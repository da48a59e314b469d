//! Step outputs: publishes a run's results to a CI step output file
//! (`$GITHUB_OUTPUT`).
//!
//! Every run publishes `output` (the report text) and one entry per known
//! stack output. Secret outputs are announced with an `::add-mask::` workflow
//! command on stdout before their value is written.

use super::types::{OutputValue, RunResult};
use crate::error::{Result, StackError};
use std::io::Write;
use std::path::{Path, PathBuf};

/// Environment variable naming the step output file.
pub const OUTPUT_ENV: &str = "GITHUB_OUTPUT";

/// Key carrying the run report.
pub const REPORT_KEY: &str = "output";

/// One value to publish.
#[derive(Debug, Clone, PartialEq)]
pub struct StepOutput {
    pub key: String,
    pub value: String,
    pub secret: bool,
}

/// Output file to write: the explicit path, else `$GITHUB_OUTPUT`.
pub fn output_target(explicit: Option<&Path>) -> Option<PathBuf> {
    explicit.map(Path::to_path_buf).or_else(|| {
        std::env::var_os(OUTPUT_ENV)
            .filter(|v| !v.is_empty())
            .map(PathBuf::from)
    })
}

/// Strings publish bare, other JSON values as JSON text.
fn publish_value(value: &OutputValue) -> String {
    match &value.value {
        serde_json::Value::String(s) => s.clone(),
        other => other.to_string(),
    }
}

/// The values a run publishes, report first. Outputs still unknown (preview)
/// are left out.
pub fn step_outputs(result: &RunResult) -> Vec<StepOutput> {
    let mut outputs = vec![StepOutput {
        key: REPORT_KEY.to_string(),
        value: result.report.join("\n"),
        secret: false,
    }];
    outputs.extend(
        result
            .outputs
            .iter()
            .filter(|(_, v)| v.known)
            .map(|(k, v)| StepOutput {
                key: k.clone(),
                value: publish_value(v),
                secret: v.secret,
            }),
    );
    outputs
}

/// Workflow command that masks `value` in the CI log.
pub fn mask_command(value: &str) -> String {
    format!("::add-mask::{}", value)
}

/// One `key<<DELIMITER` entry. The delimiter is random; a key or value that
/// contains it is rejected.
pub fn format_entry(key: &str, value: &str) -> Result<String> {
    let delimiter = format!("ghadelimiter_{}", uuid::Uuid::new_v4());
    if key.contains(&delimiter) || value.contains(&delimiter) {
        return Err(StackError::Validation(format!(
            "step output '{}' contains the delimiter {}",
            key, delimiter
        )));
    }
    Ok(format!("{key}<<{delimiter}\n{value}\n{delimiter}\n"))
}

/// Append every entry to `path`, creating the file if needed.
pub fn append_outputs(path: &Path, outputs: &[StepOutput]) -> Result<()> {
    let mut text = String::new();
    for output in outputs {
        text.push_str(&format_entry(&output.key, &output.value)?);
    }
    let mut file = std::fs::OpenOptions::new()
        .create(true)
        .append(true)
        .open(path)
        .map_err(|e| StackError::io(format!("cannot open step output file {}", path.display()), e))?;
    file.write_all(text.as_bytes())
        .map_err(|e| StackError::io(format!("cannot write step output file {}", path.display()), e))?;
    tracing::debug!(path = %path.display(), count = outputs.len(), "step outputs written");
    Ok(())
}

#[cfg(test)]
mod tests {
    use super::*;
    use crate::core::types::Command;
    use indexmap::IndexMap;
    use std::time::Duration;

    fn result() -> RunResult {
        let secret = OutputValue {
            secret: true,
            ..OutputValue::new(serde_json::json!("hunter2"))
        };
        RunResult {
            project: "fixtures".to_string(),
            stack: "dev".to_string(),
            command: Command::Up,
            run_id: "r-1".to_string(),
            resources: Vec::new(),
            outputs: IndexMap::from([
                ("pet-name".to_string(), OutputValue::new(serde_json::json!("keen-otter"))),
                ("count".to_string(), OutputValue::new(serde_json::json!(3))),
                ("token".to_string(), secret),
                ("later".to_string(), OutputValue::unknown()),
            ]),
            report: vec!["+ pet created".to_string(), "done".to_string()],
            total_duration: Duration::ZERO,
        }
    }

    #[test]
    fn test_step_outputs() {
        let outputs = step_outputs(&result());
        let keys: Vec<&str> = outputs.iter().map(|o| o.key.as_str()).collect();
        assert_eq!(keys, vec!["output", "pet-name", "count", "token"]);
        assert_eq!(outputs[0].value, "+ pet created\ndone");
        assert_eq!(outputs[1].value, "keen-otter");
        assert_eq!(outputs[2].value, "3");
        assert!(outputs[3].secret);
        assert_eq!(outputs[3].value, "hunter2");
        assert!(!outputs[1].secret);
    }

    #[test]
    fn test_format_entry() {
        let entry = format_entry("name", "line one\nline two").unwrap();
        let lines: Vec<&str> = entry.lines().collect();
        assert_eq!(lines.len(), 4);
        let delimiter = lines[0].strip_prefix("name<<").unwrap();
        assert!(delimiter.starts_with("ghadelimiter_"));
        assert_eq!(&lines[1..], &["line one", "line two", delimiter]);
        assert!(entry.ends_with('\n'));
    }

    #[test]
    fn test_mask_command() {
        assert_eq!(mask_command("hunter2"), "::add-mask::hunter2");
    }

    #[test]
    fn test_append_outputs() {
        let dir = tempfile::tempdir().unwrap();
        let path = dir.path().join("output.txt");
        append_outputs(&path, &step_outputs(&result())).unwrap();
        append_outputs(&path, &[]).unwrap();
        let text = std::fs::read_to_string(&path).unwrap();
        assert!(text.starts_with("output<<ghadelimiter_"));
        assert!(text.contains("\nkeen-otter\n"));
        assert!(text.contains("token<<ghadelimiter_"));
        assert!(!text.contains("later<<"));
        assert!(append_outputs(&dir.path().join("no/such/dir.txt"), &[]).is_err());
    }

    #[test]
    fn test_explicit_target_wins() {
        let p = Path::new("/tmp/outputs.txt");
        assert_eq!(output_target(Some(p)), Some(p.to_path_buf()));
    }
}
-*-
Go through the listing above and find each line that contains "display", then copy it.

[Response to the exercise]
        .map_err(|e| StackError::io(format!("cannot open step output file {}", path.display()), e))?;
        .map_err(|e| StackError::io(format!("cannot write step output file {}", path.display()), e))?;
    tracing::debug!(path = %path.display(), count = outputs.len(), "step outputs written");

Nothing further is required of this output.